Это произведение, написанное в символистском ключе, поднимает различные, подлинно глубокие вопросы. Может ли красота быть невинной или в ней всегда таится червоточина порока? (Секретный грот, прибежище распутства, в самом сердце прекрасного сада, рая на земле). Только ли внешность обманчива, или душа тоже может быть не тем, чем кажется? В самом деле, так ли уж чист и благороден Альвиано – ведь похищение девушек и оргии происходят при его молчаливом попустительстве. Не является ли его воздержание от участия в этих оргиях следствием гордыни и комплексов, а вовсе не высокой нравственности? Образ Тамаре тоже в итоге выглядит неоднозначным. Да, он эгоистично хочет добиться Карлотты любой ценой, но разве не именно этого все мы ждём от тех, кто нас любит? Можно заметить и полемику с Вагнером: Карлотта – это своего рода «анти-Изольда», тоже гибнущая от любви, но не «идеальной», а самой что ни на есть плотской.

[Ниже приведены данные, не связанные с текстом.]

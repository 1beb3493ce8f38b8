//! NetEase News grammar
//!
//! ```text
//! * [![Image 3](https://cms-bucket.ws.126.net/a.jpg)](https://c.m.163.com/news/a/JH1.html) [标题](https://c.m.163.com/news/a/JH1.html "标题")摘要
//! 来源 1234人跟贴
//! ```
//!
//! Each title link owns the text up to the next title link. The comment count is only looked
//! up inside that span, so a missing count can never shift counts onto neighbouring items.

use super::{PlatformAdapter, strip_trailing_dashes};
use crate::heat::parse_heat;
use crate::types::{RankedItem, Trend};
use regex::Regex;
use std::sync::LazyLock;

/// Titles shorter than this are image or icon links, not headlines
const MIN_TITLE_CHARS: usize = 5;

#[allow(clippy::expect_used)]
static TITLE: LazyLock<Regex> = LazyLock::new(|| {
    Regex::new(r#"\[([^\]]+)\]\((https://c\.m\.163\.com/news/a/[^)\s]+)(?:\s+"[^"]*")?\)"#)
        .expect("title pattern is valid")
});

#[allow(clippy::expect_used)]
static COMMENTS: LazyLock<Regex> = LazyLock::new(|| {
    Regex::new(r"([\d.]+(?:万|[wW])?)\s*人跟贴").expect("comment pattern is valid")
});

/// Headline links followed by a comment count
#[derive(Debug, Clone, Copy, Default)]
pub struct NeNewsAdapter;

impl PlatformAdapter for NeNewsAdapter {
    fn name(&self) -> &'static str {
        "ne-news"
    }

    fn extract(&self, text: &str, limit: usize) -> Vec<RankedItem> {
        let mut items = Vec::new();
        let mut links = TITLE.captures_iter(text).peekable();

        while items.len() < limit {
            let Some(caps) = links.next() else { break };
            let raw_title = caps[1].trim();
            if is_placeholder(raw_title) {
                continue;
            }
            let title = strip_trailing_dashes(raw_title);
            if title.is_empty() {
                continue;
            }

            let span_start = caps.get(0).map_or(0, |m| m.end());
            let span_end = links
                .peek()
                .and_then(|next| next.get(0))
                .map_or(text.len(), |m| m.start());
            let heat = comment_count(&text[span_start..span_end]);
            if heat.is_none() {
                tracing::debug!(title, "no comment count next to headline");
            }

            items.push(RankedItem {
                rank: items.len() as u32 + 1,
                title: title.to_string(),
                url: caps[2].to_string(),
                heat,
                trend: Trend::Normal,
            });
        }

        items
    }
}

fn is_placeholder(title: &str) -> bool {
    title.contains("Image") || title.chars().count() < MIN_TITLE_CHARS
}

fn comment_count(span: &str) -> Option<u64> {
    let caps = COMMENTS.captures(span)?;
    parse_heat(&caps[1])
}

Если же говорить о музыке «Меченых», то лучше всего её характеризует высказывание самого Шрекера из его шуточной автобиографии, опубликованной в 1921 г.: «Я единственный преемник Вагнера и конкурент Рихарда Штрауса и Пуччини». Влияние Вагнера заметно: специалисты насчитывают в «Меченых» около 70 лейтмотивов. Но при этом музыка Шрекера так чувственна, так эмоциональна, так непосредственно захватывает, что, в самом деле, местами напрашиваются параллели с Пуччини, а то и с Чайковским.
У меня есть друг, известный французский музыковед, он настолько любит Шрекера, что ездит на все постановки его опер, где бы они ни проходили. «Понимаете, - сказал он мне как-то, - его музыка – это как будто кто-то умирает во время оргазма». Сидя на спектакле, я неоднократно вспоминал эту характеристику и удивлялся её меткости.
«Я – чистокровный мелодист», - говорит о себе Шрекер всё в той же ироничной публикации. Однако многие отмечают и его яркое, нестандартное, порой парадоксальное гармоническое мышление. Шёнберг использовал фрагменты из партитур Шрекера в качестве иллюстраций в своём трактате «О гармонии».
О популярности «Меченых» при жизни автора красноречиво говорит тот факт, что Шрекеру пришлось сделать отдельную редакцию для уменьшенного состава оркестра, чтобы его опера, инструментованная даже по тем временам с небывалой помпезностью, могла исполняться на сценах небольших провинциальных театров, которых так много в Германии.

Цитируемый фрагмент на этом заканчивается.